The 8th plenary session of the Concertation promoted A meeting between initiatives to present two documents that will be shared with the international community at COP26: An Agenda for the Development of the Amazon(of the Concertation network) and Climate and Development: visions for Brazil 2030 (process supported by the Institute for Climate and Society).
Held on October 18, the plenary session was the center stage for a broad debate and the exchange of ideas about the conclusions and purposes of the studies, and provided participants with the opportunity to watch excerpts of mini documentary Cipó de Jabuti – Stories of the Riverine Communities in the Amazon and talk to co-producer and co-author, young riverine woman Odenilze Ramos.

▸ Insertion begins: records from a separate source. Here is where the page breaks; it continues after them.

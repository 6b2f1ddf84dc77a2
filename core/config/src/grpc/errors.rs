// Copyright AGNTCY Contributors (https://github.com/agntcy)
// SPDX-License-Identifier: Apache-2.0

use patron_auth::errors::AuthError;
use thiserror::Error;

/// Errors for Config.
/// This is a custom error type for handling configuration-related errors.
/// It is used to provide more context to the error messages.
#[derive(Error, Debug)]
pub enum ConfigError {
    #[error("missing grpc endpoint")]
    MissingEndpoint,
    #[error("endpoint parse error: {0}")]
    EndpointParse(#[from] std::net::AddrParseError),
    #[error("scheme {scheme} does not match tls setting (insecure: {insecure})")]
    SchemeMismatch { scheme: String, insecure: bool },
    #[error("transport error: {0}")]
    Transport(#[from] tonic::transport::Error),
    #[error("bind error: {0}")]
    Bind(#[from] std::io::Error),
    #[error("TLS config error: {0}")]
    TlsConfig(#[from] crate::tls::errors::ConfigError),
    #[error("auth error: {0}")]
    AuthError(#[from] AuthError),
}
// Copyright AGNTCY Contributors (https://github.com/agntcy)
// SPDX-License-Identifier: Apache-2.0

pub mod proto {
    pub mod customer {
        pub mod v1 {
            tonic::include_proto!("patron.customer.v1");
        }
    }
}

pub use proto::customer::v1::customer_service_client::CustomerServiceClient;
pub use proto::customer::v1::customer_service_server::{CustomerService, CustomerServiceServer};
pub use proto::customer::v1::{Address, CreateResult, CustomerFilter, CustomerRecord};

After 18 months of collective work and hundreds of contributions from different fronts, An Agenda for the Development of the Amazon had its launching announced by Roberto Waack, chair of the Board of Instituto Arapyaú, who noted that the document has the greatest ambition of being thought-raising, rather than definitive.
In turn, document Climate and Development: visions for Brazil 2030 arose from the contribution of over 300 people, including members of the Concertation. For Ana Toni, director of the Institute for Climate and Society (iCS), the study’s main finding is that the Brazilian climate policy does not hold alone, rather, it needs to be part of a development policy that is based on the transition to a low carbon and social justice economy. In addition to the discussions at COP26, the document aims to raise awareness and highlight the electoral debate that will take place in Brazil in 2022.
The study was led by Emilio Lèbre La Rovere (Coordinator of Centro Clima and member of the IPCC) and Natalie Unterstell (Chair of the Board of Instituto Talanoa). Emilio elaborated on the conclusions of the document, which addresses three development scenarios for the country and its emissions, having as goals resuming economic growth, neutralizing emissions by 2050 at the latest, meeting the commitments undertaken in the Paris Agreement, reducing economic inequality and promoting the population’s quality of life.
Natalie Unterstell highlighted that, according to the studies, choosing between development and reducing emissions is not necessary, as even the most ambitious scenario results in economic growth (at least, one that corresponds to the alternative of maintaining the current parameters) and leads to improvement in employment and income.
With speeches much appreciated by all, Odenilze Ramos reported difficulty in speaking of the Amazon populations on account of their invisibility. According to her, who works with youth mobilization and the organization of sustainable tourism projects, climate change is a reality in the region and is already being felt, particularly, by the riverine communities, so, if one wishes to establish dialogue and promote engagement, the narrative must be adapted to this population’s reality.
Participants also discussed the possibility of selling carbon credits of public areas through grants, aiming to preserve the standing forest; the need to reduce livestock emissions; and the worsening of social conditions in the Amazon, which has led to the fraying of the fabric of society and the growing presence of organized crime in the area, having a relevant impact on deforestation.
Regarding these issues, Natalie Unterstell stated that the authors are aware of the current difficulties and complexities, but choose to maintain their ambition and plot ways to promote significant changes towards neutralizing emissions, zero deforestation, income growth and reducing inequalities.